### About this exercise
Print the listing below exactly, leaving nothing out.

### Provided data
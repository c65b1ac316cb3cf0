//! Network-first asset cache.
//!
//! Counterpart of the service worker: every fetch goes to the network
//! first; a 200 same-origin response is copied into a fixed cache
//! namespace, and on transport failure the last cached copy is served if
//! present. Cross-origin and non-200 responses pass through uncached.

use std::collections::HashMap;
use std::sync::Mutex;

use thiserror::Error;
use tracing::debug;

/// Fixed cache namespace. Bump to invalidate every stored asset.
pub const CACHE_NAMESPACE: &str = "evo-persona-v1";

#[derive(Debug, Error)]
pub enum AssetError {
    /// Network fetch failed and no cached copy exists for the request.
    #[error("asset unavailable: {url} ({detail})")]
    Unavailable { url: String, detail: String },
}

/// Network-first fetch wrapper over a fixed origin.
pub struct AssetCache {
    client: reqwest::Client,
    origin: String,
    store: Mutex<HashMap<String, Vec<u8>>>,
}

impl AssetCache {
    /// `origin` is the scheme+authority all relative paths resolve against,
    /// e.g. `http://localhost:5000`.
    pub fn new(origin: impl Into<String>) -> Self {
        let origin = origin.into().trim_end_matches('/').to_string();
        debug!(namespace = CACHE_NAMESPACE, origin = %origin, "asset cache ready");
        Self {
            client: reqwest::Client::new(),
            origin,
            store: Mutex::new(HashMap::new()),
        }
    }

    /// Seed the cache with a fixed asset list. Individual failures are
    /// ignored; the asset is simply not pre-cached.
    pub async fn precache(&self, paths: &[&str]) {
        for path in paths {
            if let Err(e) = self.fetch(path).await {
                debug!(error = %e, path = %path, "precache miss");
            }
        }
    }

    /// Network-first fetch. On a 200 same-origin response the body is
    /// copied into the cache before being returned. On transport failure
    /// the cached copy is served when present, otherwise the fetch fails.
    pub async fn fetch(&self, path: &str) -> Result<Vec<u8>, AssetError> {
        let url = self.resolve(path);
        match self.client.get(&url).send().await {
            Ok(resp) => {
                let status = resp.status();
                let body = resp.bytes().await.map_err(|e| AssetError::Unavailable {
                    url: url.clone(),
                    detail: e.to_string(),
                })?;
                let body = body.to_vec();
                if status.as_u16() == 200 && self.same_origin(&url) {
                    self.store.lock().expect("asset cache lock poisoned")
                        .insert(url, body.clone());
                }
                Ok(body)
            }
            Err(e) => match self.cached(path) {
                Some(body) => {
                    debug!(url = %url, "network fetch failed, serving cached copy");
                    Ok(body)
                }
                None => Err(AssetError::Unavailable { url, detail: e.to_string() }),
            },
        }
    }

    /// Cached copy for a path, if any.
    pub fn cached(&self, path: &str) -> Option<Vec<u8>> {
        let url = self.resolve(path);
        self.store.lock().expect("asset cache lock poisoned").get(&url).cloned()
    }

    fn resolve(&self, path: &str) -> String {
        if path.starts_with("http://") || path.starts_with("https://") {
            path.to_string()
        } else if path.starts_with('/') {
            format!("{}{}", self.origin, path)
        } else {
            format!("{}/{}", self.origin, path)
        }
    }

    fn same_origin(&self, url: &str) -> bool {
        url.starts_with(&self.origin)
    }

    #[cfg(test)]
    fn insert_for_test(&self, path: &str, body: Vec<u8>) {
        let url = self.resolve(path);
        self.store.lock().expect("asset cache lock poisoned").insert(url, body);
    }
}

### The answer
repository c65b1ac316cb3cf0
//! Network-first asset cache.
//!
//! Counterpart of the service worker: every fetch goes to the network
//! first; a 200 same-origin response is copied into a fixed cache
//! namespace, and on transport failure the last cached copy is served if
//! present. Cross-origin and non-200 responses pass through uncached.

use std::collections::HashMap;
use std::sync::Mutex;

use thiserror::Error;
use tracing::debug;

/// Fixed cache namespace. Bump to invalidate every stored asset.
pub const CACHE_NAMESPACE: &str = "evo-persona-v1";

#[derive(Debug, Error)]
pub enum AssetError {
    /// Network fetch failed and no cached copy exists for the request.
    #[error("asset unavailable: {url} ({detail})")]
    Unavailable { url: String, detail: String },
}

/// Network-first fetch wrapper over a fixed origin.
pub struct AssetCache {
    client: reqwest::Client,
    origin: String,
    store: Mutex<HashMap<String, Vec<u8>>>,
}

impl AssetCache {
    /// `origin` is the scheme+authority all relative paths resolve against,
    /// e.g. `http://localhost:5000`.
    pub fn new(origin: impl Into<String>) -> Self {
        let origin = origin.into().trim_end_matches('/').to_string();
        debug!(namespace = CACHE_NAMESPACE, origin = %origin, "asset cache ready");
        Self {
            client: reqwest::Client::new(),
            origin,
            store: Mutex::new(HashMap::new()),
        }
    }

    /// Seed the cache with a fixed asset list. Individual failures are
    /// ignored; the asset is simply not pre-cached.
    pub async fn precache(&self, paths: &[&str]) {
        for path in paths {
            if let Err(e) = self.fetch(path).await {
                debug!(error = %e, path = %path, "precache miss");
            }
        }
    }

    /// Network-first fetch. On a 200 same-origin response the body is
    /// copied into the cache before being returned. On transport failure
    /// the cached copy is served when present, otherwise the fetch fails.
    pub async fn fetch(&self, path: &str) -> Result<Vec<u8>, AssetError> {
        let url = self.resolve(path);
        match self.client.get(&url).send().await {
            Ok(resp) => {
                let status = resp.status();
                let body = resp.bytes().await.map_err(|e| AssetError::Unavailable {
                    url: url.clone(),
                    detail: e.to_string(),
                })?;
                let body = body.to_vec();
                if status.as_u16() == 200 && self.same_origin(&url) {
                    self.store.lock().expect("asset cache lock poisoned")
                        .insert(url, body.clone());
                }
                Ok(body)
            }
            Err(e) => match self.cached(path) {
                Some(body) => {
                    debug!(url = %url, "network fetch failed, serving cached copy");
                    Ok(body)
                }
                None => Err(AssetError::Unavailable { url, detail: e.to_string() }),
            },
        }
    }

    /// Cached copy for a path, if any.
    pub fn cached(&self, path: &str) -> Option<Vec<u8>> {
        let url = self.resolve(path);
        self.store.lock().expect("asset cache lock poisoned").get(&url).cloned()
    }

    fn resolve(&self, path: &str) -> String {
        if path.starts_with("http://") || path.starts_with("https://") {
            path.to_string()
        } else if path.starts_with('/') {
            format!("{}{}", self.origin, path)
        } else {
            format!("{}/{}", self.origin, path)
        }
    }

    fn same_origin(&self, url: &str) -> bool {
        url.starts_with(&self.origin)
    }

    #[cfg(test)]
    fn insert_for_test(&self, path: &str, body: Vec<u8>) {
        let url = self.resolve(path);
        self.store.lock().expect("asset cache lock poisoned").insert(url, body);
    }
}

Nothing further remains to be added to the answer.